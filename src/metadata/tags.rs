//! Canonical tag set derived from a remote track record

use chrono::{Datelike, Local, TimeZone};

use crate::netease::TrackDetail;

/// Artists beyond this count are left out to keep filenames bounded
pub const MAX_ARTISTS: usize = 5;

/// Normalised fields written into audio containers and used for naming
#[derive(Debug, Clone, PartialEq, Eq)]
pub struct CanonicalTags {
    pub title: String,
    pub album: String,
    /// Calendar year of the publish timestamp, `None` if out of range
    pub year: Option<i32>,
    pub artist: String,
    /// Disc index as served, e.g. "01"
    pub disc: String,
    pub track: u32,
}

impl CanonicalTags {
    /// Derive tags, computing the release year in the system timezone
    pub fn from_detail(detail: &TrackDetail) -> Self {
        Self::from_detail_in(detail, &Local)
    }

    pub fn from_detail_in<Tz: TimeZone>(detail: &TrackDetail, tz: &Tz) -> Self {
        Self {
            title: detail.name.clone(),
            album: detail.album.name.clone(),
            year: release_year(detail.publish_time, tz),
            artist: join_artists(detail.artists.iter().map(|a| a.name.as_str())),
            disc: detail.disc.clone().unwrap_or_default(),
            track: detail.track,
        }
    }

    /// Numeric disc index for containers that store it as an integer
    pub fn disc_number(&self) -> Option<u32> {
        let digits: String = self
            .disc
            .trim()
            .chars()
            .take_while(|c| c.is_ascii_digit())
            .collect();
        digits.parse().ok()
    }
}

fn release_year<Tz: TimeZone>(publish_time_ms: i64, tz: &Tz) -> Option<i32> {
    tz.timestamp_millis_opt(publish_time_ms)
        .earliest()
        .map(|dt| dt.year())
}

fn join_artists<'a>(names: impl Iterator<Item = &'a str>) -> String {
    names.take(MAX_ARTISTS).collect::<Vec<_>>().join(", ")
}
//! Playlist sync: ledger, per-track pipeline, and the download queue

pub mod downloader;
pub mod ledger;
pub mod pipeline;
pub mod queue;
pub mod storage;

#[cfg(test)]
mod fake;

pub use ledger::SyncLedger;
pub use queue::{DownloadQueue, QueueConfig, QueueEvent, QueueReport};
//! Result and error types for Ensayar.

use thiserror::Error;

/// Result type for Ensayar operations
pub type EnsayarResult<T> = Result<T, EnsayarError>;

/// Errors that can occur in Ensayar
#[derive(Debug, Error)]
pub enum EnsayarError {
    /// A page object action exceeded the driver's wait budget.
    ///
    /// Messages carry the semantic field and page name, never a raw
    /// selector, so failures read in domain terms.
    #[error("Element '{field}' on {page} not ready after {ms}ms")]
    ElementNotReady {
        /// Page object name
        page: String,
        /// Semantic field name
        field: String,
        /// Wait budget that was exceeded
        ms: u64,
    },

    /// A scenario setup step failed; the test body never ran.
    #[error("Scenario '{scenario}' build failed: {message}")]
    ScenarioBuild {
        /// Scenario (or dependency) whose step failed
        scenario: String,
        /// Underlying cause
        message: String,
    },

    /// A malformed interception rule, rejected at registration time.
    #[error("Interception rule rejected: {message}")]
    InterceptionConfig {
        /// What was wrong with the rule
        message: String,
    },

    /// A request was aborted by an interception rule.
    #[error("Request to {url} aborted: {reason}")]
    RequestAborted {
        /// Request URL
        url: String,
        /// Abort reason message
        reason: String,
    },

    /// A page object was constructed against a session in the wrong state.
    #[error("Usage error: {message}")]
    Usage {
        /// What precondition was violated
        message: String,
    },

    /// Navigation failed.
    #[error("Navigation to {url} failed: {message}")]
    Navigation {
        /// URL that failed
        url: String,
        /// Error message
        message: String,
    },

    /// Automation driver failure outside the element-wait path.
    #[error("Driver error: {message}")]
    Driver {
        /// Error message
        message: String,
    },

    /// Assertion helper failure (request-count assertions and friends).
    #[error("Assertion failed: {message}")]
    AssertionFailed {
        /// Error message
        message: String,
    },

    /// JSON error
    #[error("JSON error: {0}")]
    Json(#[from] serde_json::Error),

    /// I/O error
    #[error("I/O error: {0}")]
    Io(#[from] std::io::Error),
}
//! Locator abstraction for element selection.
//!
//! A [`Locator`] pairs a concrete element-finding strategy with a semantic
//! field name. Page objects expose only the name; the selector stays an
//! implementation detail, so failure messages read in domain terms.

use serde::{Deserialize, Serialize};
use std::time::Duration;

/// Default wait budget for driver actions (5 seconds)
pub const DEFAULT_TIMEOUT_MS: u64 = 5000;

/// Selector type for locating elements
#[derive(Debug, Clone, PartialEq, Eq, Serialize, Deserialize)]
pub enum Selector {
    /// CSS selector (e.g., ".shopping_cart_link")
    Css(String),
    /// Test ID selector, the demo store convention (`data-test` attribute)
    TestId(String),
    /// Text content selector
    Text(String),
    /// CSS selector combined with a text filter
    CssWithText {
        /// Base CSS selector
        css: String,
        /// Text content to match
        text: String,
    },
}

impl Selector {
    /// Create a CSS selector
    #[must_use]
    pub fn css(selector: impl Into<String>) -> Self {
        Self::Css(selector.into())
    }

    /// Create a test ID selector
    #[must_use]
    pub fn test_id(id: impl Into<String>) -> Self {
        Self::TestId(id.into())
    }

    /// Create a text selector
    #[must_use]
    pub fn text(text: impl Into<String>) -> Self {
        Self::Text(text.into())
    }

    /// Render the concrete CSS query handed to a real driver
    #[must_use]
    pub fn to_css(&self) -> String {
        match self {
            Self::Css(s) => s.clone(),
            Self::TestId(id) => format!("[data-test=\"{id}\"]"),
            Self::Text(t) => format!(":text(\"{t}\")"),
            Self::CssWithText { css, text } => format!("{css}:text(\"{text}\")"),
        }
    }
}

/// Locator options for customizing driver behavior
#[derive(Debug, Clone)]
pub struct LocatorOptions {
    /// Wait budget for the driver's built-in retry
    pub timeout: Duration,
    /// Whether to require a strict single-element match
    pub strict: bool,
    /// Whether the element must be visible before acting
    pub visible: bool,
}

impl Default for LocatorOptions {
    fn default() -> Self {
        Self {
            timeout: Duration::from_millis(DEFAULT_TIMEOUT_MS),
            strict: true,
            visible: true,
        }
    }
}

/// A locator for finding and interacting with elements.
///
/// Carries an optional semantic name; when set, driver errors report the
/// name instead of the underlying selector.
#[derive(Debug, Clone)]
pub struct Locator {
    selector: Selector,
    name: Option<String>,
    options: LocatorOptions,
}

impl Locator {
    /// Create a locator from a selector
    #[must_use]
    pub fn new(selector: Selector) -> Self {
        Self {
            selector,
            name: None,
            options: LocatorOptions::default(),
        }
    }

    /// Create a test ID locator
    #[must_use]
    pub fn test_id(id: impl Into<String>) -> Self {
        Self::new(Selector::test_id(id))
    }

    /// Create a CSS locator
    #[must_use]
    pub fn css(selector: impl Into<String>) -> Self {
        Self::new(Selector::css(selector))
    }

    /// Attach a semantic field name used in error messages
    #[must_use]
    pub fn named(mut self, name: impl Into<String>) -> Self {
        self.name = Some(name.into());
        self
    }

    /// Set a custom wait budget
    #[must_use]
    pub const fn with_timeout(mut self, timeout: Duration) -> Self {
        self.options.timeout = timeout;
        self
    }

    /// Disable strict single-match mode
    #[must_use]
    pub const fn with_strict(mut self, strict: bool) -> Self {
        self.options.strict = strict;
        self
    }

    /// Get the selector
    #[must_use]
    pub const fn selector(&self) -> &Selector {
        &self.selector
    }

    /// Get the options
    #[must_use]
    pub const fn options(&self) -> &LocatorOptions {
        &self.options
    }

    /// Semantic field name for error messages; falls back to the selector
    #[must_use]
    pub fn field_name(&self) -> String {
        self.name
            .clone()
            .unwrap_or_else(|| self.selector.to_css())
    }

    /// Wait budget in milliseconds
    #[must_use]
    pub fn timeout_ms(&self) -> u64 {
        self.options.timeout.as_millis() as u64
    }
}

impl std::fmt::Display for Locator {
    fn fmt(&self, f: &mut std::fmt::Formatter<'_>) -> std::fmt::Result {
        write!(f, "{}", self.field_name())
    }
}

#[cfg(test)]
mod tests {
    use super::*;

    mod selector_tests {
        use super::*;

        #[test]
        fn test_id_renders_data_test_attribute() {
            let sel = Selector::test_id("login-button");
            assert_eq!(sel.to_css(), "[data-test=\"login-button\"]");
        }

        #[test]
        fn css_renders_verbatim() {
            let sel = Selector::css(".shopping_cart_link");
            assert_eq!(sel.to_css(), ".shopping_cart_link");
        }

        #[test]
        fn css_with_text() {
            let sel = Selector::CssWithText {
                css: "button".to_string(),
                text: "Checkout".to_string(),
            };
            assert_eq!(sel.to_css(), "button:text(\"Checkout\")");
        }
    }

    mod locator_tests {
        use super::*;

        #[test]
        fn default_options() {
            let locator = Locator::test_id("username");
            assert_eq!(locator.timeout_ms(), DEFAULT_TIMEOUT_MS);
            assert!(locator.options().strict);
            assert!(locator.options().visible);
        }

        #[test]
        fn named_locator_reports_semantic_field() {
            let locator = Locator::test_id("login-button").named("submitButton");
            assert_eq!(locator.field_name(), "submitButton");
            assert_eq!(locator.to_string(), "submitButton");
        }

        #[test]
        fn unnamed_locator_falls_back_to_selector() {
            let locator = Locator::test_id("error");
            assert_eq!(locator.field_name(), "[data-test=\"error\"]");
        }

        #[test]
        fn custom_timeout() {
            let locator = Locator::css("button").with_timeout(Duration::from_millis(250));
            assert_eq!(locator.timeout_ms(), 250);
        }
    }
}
:::::
**What the task requires:** Go through the entries and report every line with the string "count".

**Task response:**
/// Artists beyond this count are left out to keep filenames bounded
    /// Assertion helper failure (request-count assertions and friends).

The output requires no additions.